DETROIT (AP) — Shares of General Motors reached an important milestone Friday, closing above their initial public offering price of $33 for the first time in more than two years.
Shares reached $33.77 before slipping back to close at $33.42, up 3.2 percent.
The auto giant sold shares to the public for $33 in a November 2010 IPO, but they've traded below that price since May 4, 2011.
GM's business is getting stronger. Two weeks ago, the company reported solid first-quarter earnings on robust sales in North America. On Friday, there were signs that sales declines may have bottomed in Europe, where GM has lost money for more than a dozen years.
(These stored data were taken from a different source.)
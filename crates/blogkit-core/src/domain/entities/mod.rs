pub mod config;
pub mod generated_file;
pub mod template;

pub use crate::domain::DomainError;
pub use config::{ScaffoldConfig, ScaffoldConfigBuilder};
pub use generated_file::{FileOutcome, GeneratedFile, ScaffoldReport, WriteStatus};
pub use template::{Escape, RenderContext, Segment, Template};
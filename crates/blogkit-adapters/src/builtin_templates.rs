//! Built-in templates.
//!
//! These are the four files `blogkit scaffold` writes into a Next.js app
//! router project. Every interpolation sits inside a single-quoted string
//! literal and uses the default (escaping) slot, so user-supplied route
//! segments can never terminate the literal they are written into.
//!
//! Sources must not contain a literal `{{` outside a slot; JSX object
//! literals are written with a space (`{ {`) where needed.

use tracing::{debug, instrument};

use blogkit_core::domain::{Artifact, DomainError, Template};

/// Load all built-in templates, in [`Artifact::ALL`] order.
#[instrument]
pub fn all_templates() -> Result<Vec<Template>, DomainError> {
    let templates = Artifact::ALL
        .into_iter()
        .map(template_for)
        .collect::<Result<Vec<_>, _>>()?;

    debug!(count = templates.len(), "built-in templates parsed");
    Ok(templates)
}

/// Parse the built-in template for one artifact.
pub fn template_for(artifact: Artifact) -> Result<Template, DomainError> {
    let (description, source) = match artifact {
        Artifact::BlogPage => ("Blog index and post detail route", BLOG_PAGE),
        Artifact::AdminPage => ("Blog admin route", ADMIN_PAGE),
        Artifact::SignInPage => ("Email/password sign-in route", SIGNIN_PAGE),
        Artifact::Middleware => ("Admin-guard middleware", MIDDLEWARE),
    };
    Template::parse(artifact, description, source)
}

const BLOG_PAGE: &str = r#"import { BlogModule } from '{{PACKAGE}}';

export default function BlogPage({ params }: { params: { slug?: string[] } }) {
  return <BlogModule slug={params.slug} />;
}
"#;

const ADMIN_PAGE: &str = r#"import { BlogAdmin } from '{{PACKAGE}}';

export default function AdminPage() {
  return <BlogAdmin />;
}
"#;

const SIGNIN_PAGE: &str = r#"'use client';
import { useEffect, useState } from 'react';
import { supabase } from '{{PACKAGE}}';

export default function SignInPage() {
  const [email, setEmail] = useState('');
  const [password, setPassword] = useState('');
  const [error, setError] = useState<string | null>(null);

  useEffect(() => {
    const { data: listener } = supabase.auth.onAuthStateChange((event, session) => {
      if ((event === 'SIGNED_IN' || event === 'INITIAL_SESSION') && session) {
        window.location.href = '/{{ADMIN_PATH}}';
      }
    });
    return () => listener.subscription.unsubscribe();
  }, []);

  const handleSignIn = async (e: React.FormEvent) => {
    e.preventDefault();
    setError(null);
    const { error } = await supabase.auth.signInWithPassword({ email, password });
    if (error) {
      setError(error.message);
      console.error('Sign-in error:', error);
    }
  };

  return (
    <div className="min-h-screen flex items-center justify-center bg-gray-800 px-6 py-12">
      <div className="w-full max-w-sm">
        <h2 className="mt-10 text-center text-2xl font-bold tracking-tight text-white">Sign in to your account</h2>
        <form onSubmit={handleSignIn} className="mt-10 space-y-6">
          <div>
            <label htmlFor="email" className="block text-sm font-medium text-gray-100">Email address</label>
            <div className="mt-2">
              <input id="email" type="email" value={email} onChange={(e) => setEmail(e.target.value)} placeholder="Email" required autoComplete="email" className="block w-full rounded-md bg-white/5 px-3 py-1.5 text-base text-white outline-1 -outline-offset-1 outline-white/10 placeholder:text-gray-500 focus:outline-2 focus:-outline-offset-2 focus:outline-indigo-500 sm:text-sm" />
            </div>
          </div>
          <div>
            <label htmlFor="password" className="block text-sm font-medium text-gray-100">Password</label>
            <div className="mt-2">
              <input id="password" type="password" value={password} onChange={(e) => setPassword(e.target.value)} placeholder="Password" required autoComplete="current-password" className="block w-full rounded-md bg-white/5 px-3 py-1.5 text-base text-white outline-1 -outline-offset-1 outline-white/10 placeholder:text-gray-500 focus:outline-2 focus:-outline-offset-2 focus:outline-indigo-500 sm:text-sm" />
            </div>
          </div>
          <button type="submit" className="flex w-full justify-center rounded-md bg-indigo-500 px-3 py-1.5 text-sm font-semibold text-white hover:bg-indigo-400 focus-visible:outline-2 focus-visible:outline-offset-2 focus-visible:outline-indigo-500">Sign in</button>
        </form>
        {error && <p className="text-red-500 text-center mt-4">{error}</p>}
      </div>
    </div>
  );
}
"#;

const MIDDLEWARE: &str = r#"import { NextResponse } from 'next/server';
import type { NextRequest } from 'next/server';
import { createMiddlewareClient } from '@supabase/auth-helpers-nextjs';

export async function middleware(req: NextRequest) {
  const res = NextResponse.next();
  const supabase = createMiddlewareClient({ req, res });
  const { data: { session } } = await supabase.auth.getSession();
  if (!session) {
    const redirectUrl = new URL('/{{AUTH_PATH}}', req.url);
    redirectUrl.searchParams.set('redirectedFrom', req.nextUrl.pathname);
    return NextResponse.redirect(redirectUrl);
  }
  return res;
}

export const config = { matcher: ['/{{ADMIN_PATH}}', '/{{ADMIN_PATH}}/:path*'] };
"#;
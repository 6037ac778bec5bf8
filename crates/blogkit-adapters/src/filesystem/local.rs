//! Local filesystem adapter using std::fs.

use std::io;
use std::path::Path;

use blogkit_core::{
    application::{ApplicationError, ports::Filesystem},
    error::{BlogkitError, BlogkitResult},
};

/// Production filesystem implementation using `std::fs`.
#[derive(Debug, Clone, Copy)]
pub struct LocalFilesystem;

impl LocalFilesystem {
    /// Create a new local filesystem adapter.
    pub fn new() -> Self {
        Self
    }
}

impl Default for LocalFilesystem {
    fn default() -> Self {
        Self::new()
    }
}

impl Filesystem for LocalFilesystem {
    fn create_dir_all(&self, path: &Path) -> BlogkitResult<()> {
        std::fs::create_dir_all(path).map_err(|e| map_io_error(path, e, "create directory"))
    }

    fn write_file(&self, path: &Path, content: &str) -> BlogkitResult<()> {
        std::fs::write(path, content).map_err(|e| map_io_error(path, e, "write file"))
    }

    fn exists(&self, path: &Path) -> bool {
        path.exists()
    }

    fn is_dir(&self, path: &Path) -> bool {
        path.is_dir()
    }
}

fn map_io_error(path: &Path, e: io::Error, operation: &str) -> BlogkitError {
    ApplicationError::FilesystemError {
        path: path.to_path_buf(),
        reason: format!("Failed to {}: {}", operation, e),
    }
    .into()
}
use std::path::Component;

use crate::domain::{
    entities::{GeneratedFile, Template},
    error::DomainError,
};

/// Variables every built-in template may reference.
pub const KNOWN_VARIABLES: [&str; 4] = ["PACKAGE", "BASE_PATH", "ADMIN_PATH", "AUTH_PATH"];

/// Centralized domain validation.
///
/// All validation logic lives here, not scattered across entities.
pub struct DomainValidator;

impl DomainValidator {
    pub fn validate_template(template: &Template) -> Result<(), DomainError> {
        if let Some(unknown) = template
            .variables()
            .into_iter()
            .find(|v| !KNOWN_VARIABLES.contains(v))
        {
            return Err(DomainError::UnknownVariable {
                template: template.artifact().to_string(),
                variable: unknown.to_string(),
            });
        }
        Ok(())
    }

    pub fn validate_generated_file(file: &GeneratedFile) -> Result<(), DomainError> {
        let invalid = |reason: &str| DomainError::InvalidTemplate {
            template: file.artifact.to_string(),
            reason: format!("{reason}: {}", file.path.display()),
        };

        if file.is_empty() {
            return Err(invalid("rendered content is empty"));
        }
        if !file
            .path
            .components()
            .all(|c| matches!(c, Component::Normal(_)))
        {
            return Err(invalid("target must stay inside the project root"));
        }
        Ok(())
    }
}
// ============================================================================
//  CLEAN MODULE BOUNDARIES
// ============================================================================

//! Core domain layer for blogkit.
//!
//! This module contains pure business logic with no I/O. Filesystem access
//! and template storage are reached through ports defined in the
//! application layer.
//!
//! - **No I/O**: path computation and rendering only
//! - **Validated value objects**: `RoutePath` and `SourceDir` cannot hold
//!   an unnormalized value
//! - **Immutable configuration**: `ScaffoldConfig` is built once and read after

pub mod entities;
pub mod error;
pub mod value_objects;

mod validation;

// Re-exports for convenience
pub use entities::{
    config::{
        DEFAULT_ADMIN_PATH, DEFAULT_AUTH_PATH, DEFAULT_BASE_PATH, DEFAULT_PACKAGE,
        ScaffoldConfig, ScaffoldConfigBuilder,
    },
    generated_file::{FileOutcome, GeneratedFile, ScaffoldReport, WriteStatus},
    template::{Escape, RenderContext, Segment, Template},
};

pub use error::{DomainError, ErrorCategory};

pub use value_objects::{Artifact, RoutePath, SourceDir};

pub use validation::{DomainValidator, KNOWN_VARIABLES};
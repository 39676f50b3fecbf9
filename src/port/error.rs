//! Port-specific error types.
//!
//! Defines error types for the transport contract, separate from the
//! session-level [`BridgeError`](crate::error::BridgeError) so transports
//! stay independent of how the bridge reports failures.

use thiserror::Error;

/// Errors that can occur while talking to a serial transport.
#[derive(Debug, Error)]
pub enum PortError {
    /// The host platform has no serial support at all.
    #[error("Serial ports are not available on this platform")]
    Unavailable,

    /// The port request was refused (user cancelled the picker, no port selected, ...).
    #[error("Port request denied: {0}")]
    Denied(String),

    /// The specified serial port was not found on the system.
    #[error("Serial port not found: {0}")]
    NotFound(String),

    /// Attempted to use a port that's not open.
    #[error("Port is not open")]
    NotOpen,

    /// Attempted to open a port that's already open.
    #[error("Port is already open")]
    AlreadyOpen,

    /// The reader or writer of the port is already held by someone else.
    #[error("The {0} side of the port is already locked")]
    LockHeld(&'static str),

    /// Port configuration failed.
    #[error("Configuration error: {0}")]
    Config(String),

    /// An I/O error occurred during port operations.
    #[error("I/O error: {0}")]
    Io(#[from] std::io::Error),

    /// A serialport-specific error occurred.
    #[error("Serial port error: {0}")]
    Serial(#[from] serialport::Error),
}

impl PortError {
    /// Create a Denied error from a reason.
    pub fn denied(reason: impl Into<String>) -> Self {
        Self::Denied(reason.into())
    }

    /// Create a NotFound error from a port name.
    pub fn not_found(port_name: impl Into<String>) -> Self {
        Self::NotFound(port_name.into())
    }

    /// Create a Config error from a message.
    pub fn config(message: impl Into<String>) -> Self {
        Self::Config(message.into())
    }
}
Shares of all automakers traded in the U.S. have shown double-digit gains this year. GM and Ford are benefiting from strong sales in the U.S. as well as China. And investors believe the Japanese government's economic policies create an advantage for exporters such as Toyota and Honda.
Investors' overall enthusiasm for stocks has also helped automakers. And as stock markets set records, investors use some of their gains for a down payment on a car or truck.
GM's 14 percent gain this year is also notable because of its top shareholder: the U.S. Treasury.
The government has been selling off the GM shares it received after giving the company a $49.5 billion bailout in 2008-09. The government has pledged to taxpayers it will sell off its remaining 16 percent stake in GM by early next year. The rising stock price may hasten that.
That would be fine with GM, which has long complained that government ownership has discouraged some car buyers from considering GM and discouraged some investors from buying shares.
In general, consumers have been anything but discouraged about buying cars.Sales hit 14.5 million last year after bottoming out at 10.4 million in 2009. They're expected to rise as high as 15.5 million this year.